Deep down, though, was all that progress merely cosmetic? Even now, does rock’s appeal rest solely on its ability to offer escape through catchy repetition for a few minutes? It seems clear that the answer in some cases is yes, and in some cases no. As music, rock can function as a source of meaning or as a source of abandon; the best songs do both. As a social signifier, it can help fight the power or cheerlead for it.
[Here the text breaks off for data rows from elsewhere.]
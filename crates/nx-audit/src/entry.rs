// entry.rs - One line of the audit log.
//
// An AuditEntry records who did what, to which target, what the policy
// said, and how it ended. Entries are immutable once appended; the log
// links each one to its predecessor through `previous_hash`.

use chrono::{DateTime, Utc};
use serde::{Deserialize, Serialize};

/// Who initiated the action.
#[derive(Debug, Clone, Copy, Serialize, Deserialize, PartialEq, Eq)]
#[serde(rename_all = "snake_case")]
pub enum Actor {
    User,
    Agent,
}

#[derive(Debug, Clone, Default, Serialize, Deserialize, PartialEq, Eq)]
pub struct Target {
    #[serde(default, skip_serializing_if = "Option::is_none")]
    pub path: Option<String>,
    #[serde(default, skip_serializing_if = "Option::is_none")]
    pub op: Option<String>,
}

#[derive(Debug, Clone, Copy, Serialize, Deserialize, PartialEq, Eq)]
#[serde(rename_all = "snake_case")]
pub enum Decision {
    Allow,
    Deny,
    Confirm,
}

#[derive(Debug, Clone, Serialize, Deserialize, PartialEq, Eq)]
pub struct PolicyRecord {
    pub decision: Decision,
    #[serde(default, skip_serializing_if = "Option::is_none")]
    pub rule: Option<String>,
}

#[derive(Debug, Clone, Copy, Serialize, Deserialize, PartialEq, Eq)]
#[serde(rename_all = "snake_case")]
pub enum ResultStatus {
    Ok,
    Error,
}

#[derive(Debug, Clone, Serialize, Deserialize, PartialEq, Eq)]
pub struct ResultRecord {
    pub status: ResultStatus,
    #[serde(default, skip_serializing_if = "Option::is_none")]
    pub details: Option<String>,
}

/// A single audit record.
#[derive(Debug, Clone, Serialize, Deserialize, PartialEq, Eq)]
pub struct AuditEntry {
    pub ts: DateTime<Utc>,
    pub actor: Actor,
    pub action: String,
    #[serde(default, skip_serializing_if = "Option::is_none")]
    pub target: Option<Target>,
    #[serde(default, skip_serializing_if = "Option::is_none")]
    pub policy: Option<PolicyRecord>,
    #[serde(default, skip_serializing_if = "Option::is_none")]
    pub result: Option<ResultRecord>,
    /// SHA-256 of the previous line. `None` for the first entry.
    #[serde(default, skip_serializing_if = "Option::is_none")]
    pub previous_hash: Option<String>,
}

impl AuditEntry {
    pub fn new(actor: Actor, action: impl Into<String>) -> Self {
        Self {
            ts: Utc::now(),
            actor,
            action: action.into(),
            target: None,
            policy: None,
            result: None,
            previous_hash: None,
        }
    }

    pub fn with_target(mut self, path: Option<String>, op: Option<String>) -> Self {
        if path.is_some() || op.is_some() {
            self.target = Some(Target { path, op });
        }
        self
    }

    pub fn with_policy(mut self, decision: Decision, rule: Option<String>) -> Self {
        self.policy = Some(PolicyRecord { decision, rule });
        self
    }

    pub fn with_result(mut self, status: ResultStatus, details: Option<String>) -> Self {
        self.result = Some(ResultRecord { status, details });
        self
    }
}

#[cfg(test)]
mod tests {
    use super::*;

    #[test]
    fn optional_sections_are_omitted() {
        let entry = AuditEntry::new(Actor::User, "whoami");
        let json = serde_json::to_value(&entry).unwrap();
        assert_eq!(json["actor"], "user");
        assert!(json.get("target").is_none());
        assert!(json.get("previous_hash").is_none());
    }

    #[test]
    fn builder_fills_sections() {
        let entry = AuditEntry::new(Actor::Agent, "apply")
            .with_target(Some("src/a.rs".into()), Some("write".into()))
            .with_policy(Decision::Deny, Some("fs.deny".into()))
            .with_result(ResultStatus::Error, None);
        let json = serde_json::to_value(&entry).unwrap();
        assert_eq!(json["target"]["path"], "src/a.rs");
        assert_eq!(json["policy"]["decision"], "deny");
        assert_eq!(json["result"]["status"], "error");
    }

    #[test]
    fn empty_target_is_dropped() {
        let entry = AuditEntry::new(Actor::User, "log").with_target(None, None);
        assert!(entry.target.is_none());
    }
}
Heavy metal excoriates the meaningless of existence but also provides an opportunity for cruise-ship camaraderie; the Sex Pistols created rebellious iconography that then became credit card designs; radio’s most empowering lyrics help package Max Martin make-’em-move formula.
And when visiting Coachella, Electric Daisy Carnival, or really any modern music festival, it’s easy to flash back to what Larner described as “the zombie hour”—Dick Clark’s American Bandstand. “The dancefloor is packed with adolescent Americans of all creeds and colors, jitterbugging with dead pans and trancelike movements, regular and lifeless as clockwork as they move to the big beat,” he wrote. “I can’t help thinking, as I watch them, that they are receiving the only logical preparation for becoming a grown-up in our society.”